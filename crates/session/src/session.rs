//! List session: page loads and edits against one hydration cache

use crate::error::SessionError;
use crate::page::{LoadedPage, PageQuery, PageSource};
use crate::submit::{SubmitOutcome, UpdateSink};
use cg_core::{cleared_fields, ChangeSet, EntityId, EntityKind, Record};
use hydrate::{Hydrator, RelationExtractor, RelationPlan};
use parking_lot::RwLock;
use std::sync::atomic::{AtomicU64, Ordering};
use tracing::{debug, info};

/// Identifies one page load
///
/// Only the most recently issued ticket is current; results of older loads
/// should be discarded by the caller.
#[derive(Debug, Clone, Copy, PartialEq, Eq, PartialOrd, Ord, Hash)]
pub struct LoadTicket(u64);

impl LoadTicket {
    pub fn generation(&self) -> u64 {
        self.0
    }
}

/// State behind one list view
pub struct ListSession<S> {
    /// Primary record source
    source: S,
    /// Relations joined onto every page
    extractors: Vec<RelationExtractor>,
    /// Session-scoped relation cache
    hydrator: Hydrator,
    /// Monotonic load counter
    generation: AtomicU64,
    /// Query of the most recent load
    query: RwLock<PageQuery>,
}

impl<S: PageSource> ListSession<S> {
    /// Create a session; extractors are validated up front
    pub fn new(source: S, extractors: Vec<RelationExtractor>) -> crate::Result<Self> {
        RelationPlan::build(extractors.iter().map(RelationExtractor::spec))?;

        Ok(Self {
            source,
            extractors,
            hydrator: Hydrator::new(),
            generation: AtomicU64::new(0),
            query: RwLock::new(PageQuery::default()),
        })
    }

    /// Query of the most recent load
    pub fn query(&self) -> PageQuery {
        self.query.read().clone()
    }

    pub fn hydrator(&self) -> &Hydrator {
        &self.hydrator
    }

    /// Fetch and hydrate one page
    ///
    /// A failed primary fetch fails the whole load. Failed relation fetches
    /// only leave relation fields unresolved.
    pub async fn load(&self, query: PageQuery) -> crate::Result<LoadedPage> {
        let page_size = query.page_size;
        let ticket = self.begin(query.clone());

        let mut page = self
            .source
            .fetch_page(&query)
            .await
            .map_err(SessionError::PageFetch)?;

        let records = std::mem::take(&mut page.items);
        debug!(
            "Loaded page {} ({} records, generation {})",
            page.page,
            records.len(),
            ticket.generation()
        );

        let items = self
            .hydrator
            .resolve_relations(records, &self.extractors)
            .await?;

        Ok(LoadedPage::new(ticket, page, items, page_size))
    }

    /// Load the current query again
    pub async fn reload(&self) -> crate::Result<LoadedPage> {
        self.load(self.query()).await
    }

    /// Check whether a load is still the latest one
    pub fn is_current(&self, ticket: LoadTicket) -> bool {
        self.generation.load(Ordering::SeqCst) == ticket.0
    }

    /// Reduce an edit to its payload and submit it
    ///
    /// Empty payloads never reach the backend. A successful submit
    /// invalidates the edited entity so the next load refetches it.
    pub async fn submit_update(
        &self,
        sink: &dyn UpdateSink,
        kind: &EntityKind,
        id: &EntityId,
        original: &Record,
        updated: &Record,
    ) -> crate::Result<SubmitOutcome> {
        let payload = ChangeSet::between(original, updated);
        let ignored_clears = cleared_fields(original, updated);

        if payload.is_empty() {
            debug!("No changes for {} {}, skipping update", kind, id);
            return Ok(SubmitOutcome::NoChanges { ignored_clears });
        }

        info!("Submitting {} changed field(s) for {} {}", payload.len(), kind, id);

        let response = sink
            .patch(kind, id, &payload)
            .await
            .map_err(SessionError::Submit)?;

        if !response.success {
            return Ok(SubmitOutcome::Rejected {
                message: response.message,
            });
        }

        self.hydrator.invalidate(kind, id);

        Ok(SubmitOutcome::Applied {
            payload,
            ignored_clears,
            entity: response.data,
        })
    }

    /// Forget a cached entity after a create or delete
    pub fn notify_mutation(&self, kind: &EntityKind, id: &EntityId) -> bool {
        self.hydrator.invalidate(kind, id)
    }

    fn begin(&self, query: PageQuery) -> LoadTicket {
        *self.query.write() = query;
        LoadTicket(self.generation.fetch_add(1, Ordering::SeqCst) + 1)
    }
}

--

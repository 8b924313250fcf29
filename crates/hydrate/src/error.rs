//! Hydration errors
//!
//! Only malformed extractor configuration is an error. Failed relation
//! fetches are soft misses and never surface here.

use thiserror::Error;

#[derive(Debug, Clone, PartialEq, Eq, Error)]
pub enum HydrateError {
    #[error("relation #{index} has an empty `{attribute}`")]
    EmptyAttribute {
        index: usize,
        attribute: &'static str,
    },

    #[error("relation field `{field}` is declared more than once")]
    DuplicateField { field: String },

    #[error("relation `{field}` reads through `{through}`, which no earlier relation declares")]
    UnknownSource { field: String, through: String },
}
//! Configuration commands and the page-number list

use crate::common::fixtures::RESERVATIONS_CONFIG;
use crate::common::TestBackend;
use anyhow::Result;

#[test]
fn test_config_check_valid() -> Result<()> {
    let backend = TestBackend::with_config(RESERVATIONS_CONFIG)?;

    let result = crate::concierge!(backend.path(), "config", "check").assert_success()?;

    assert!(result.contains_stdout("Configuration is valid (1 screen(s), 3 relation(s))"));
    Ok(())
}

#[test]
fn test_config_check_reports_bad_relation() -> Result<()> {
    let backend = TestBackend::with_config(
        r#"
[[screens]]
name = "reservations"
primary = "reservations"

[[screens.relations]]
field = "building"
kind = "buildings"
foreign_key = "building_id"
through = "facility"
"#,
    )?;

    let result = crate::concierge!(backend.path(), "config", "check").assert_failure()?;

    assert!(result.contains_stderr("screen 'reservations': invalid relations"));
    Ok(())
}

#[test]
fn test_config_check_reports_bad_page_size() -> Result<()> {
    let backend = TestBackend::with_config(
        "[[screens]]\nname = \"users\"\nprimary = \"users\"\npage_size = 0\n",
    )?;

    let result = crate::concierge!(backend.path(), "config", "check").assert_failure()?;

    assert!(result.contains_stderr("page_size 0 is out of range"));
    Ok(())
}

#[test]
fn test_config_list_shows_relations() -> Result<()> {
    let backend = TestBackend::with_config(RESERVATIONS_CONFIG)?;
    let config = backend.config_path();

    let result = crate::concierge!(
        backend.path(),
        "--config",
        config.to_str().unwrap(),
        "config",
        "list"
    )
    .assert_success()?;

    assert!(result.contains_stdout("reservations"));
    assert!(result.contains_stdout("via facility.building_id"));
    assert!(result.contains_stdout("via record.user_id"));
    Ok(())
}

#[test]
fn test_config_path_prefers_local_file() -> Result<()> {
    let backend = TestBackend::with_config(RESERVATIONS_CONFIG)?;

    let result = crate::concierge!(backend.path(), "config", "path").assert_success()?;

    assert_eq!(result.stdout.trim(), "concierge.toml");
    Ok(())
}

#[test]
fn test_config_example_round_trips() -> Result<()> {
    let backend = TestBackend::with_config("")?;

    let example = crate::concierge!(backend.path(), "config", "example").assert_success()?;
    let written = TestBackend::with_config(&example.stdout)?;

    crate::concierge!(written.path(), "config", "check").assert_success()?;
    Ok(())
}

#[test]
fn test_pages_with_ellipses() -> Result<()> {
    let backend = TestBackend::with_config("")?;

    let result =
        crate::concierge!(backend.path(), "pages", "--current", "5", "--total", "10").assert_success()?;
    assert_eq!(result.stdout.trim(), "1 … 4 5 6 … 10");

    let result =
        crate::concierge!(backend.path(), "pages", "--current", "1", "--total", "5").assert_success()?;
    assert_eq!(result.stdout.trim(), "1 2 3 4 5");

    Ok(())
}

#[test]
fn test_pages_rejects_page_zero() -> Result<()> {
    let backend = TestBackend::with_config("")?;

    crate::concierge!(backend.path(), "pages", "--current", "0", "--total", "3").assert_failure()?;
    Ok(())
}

**ASSIGNMENT:** Only the lines above starting at the one containing "filename crates/session/src/session.rs" and ending at the one containing "use parking_lot::RwLock;", both included, are to be returned, exactly as they read.

**THE COMPLETED TASK:**
filename crates/session/src/session.rs
//! List session: page loads and edits against one hydration cache

use crate::error::SessionError;
use crate::page::{LoadedPage, PageQuery, PageSource};
use crate::submit::{SubmitOutcome, UpdateSink};
use cg_core::{cleared_fields, ChangeSet, EntityId, EntityKind, Record};
use hydrate::{Hydrator, RelationExtractor, RelationPlan};
use parking_lot::RwLock;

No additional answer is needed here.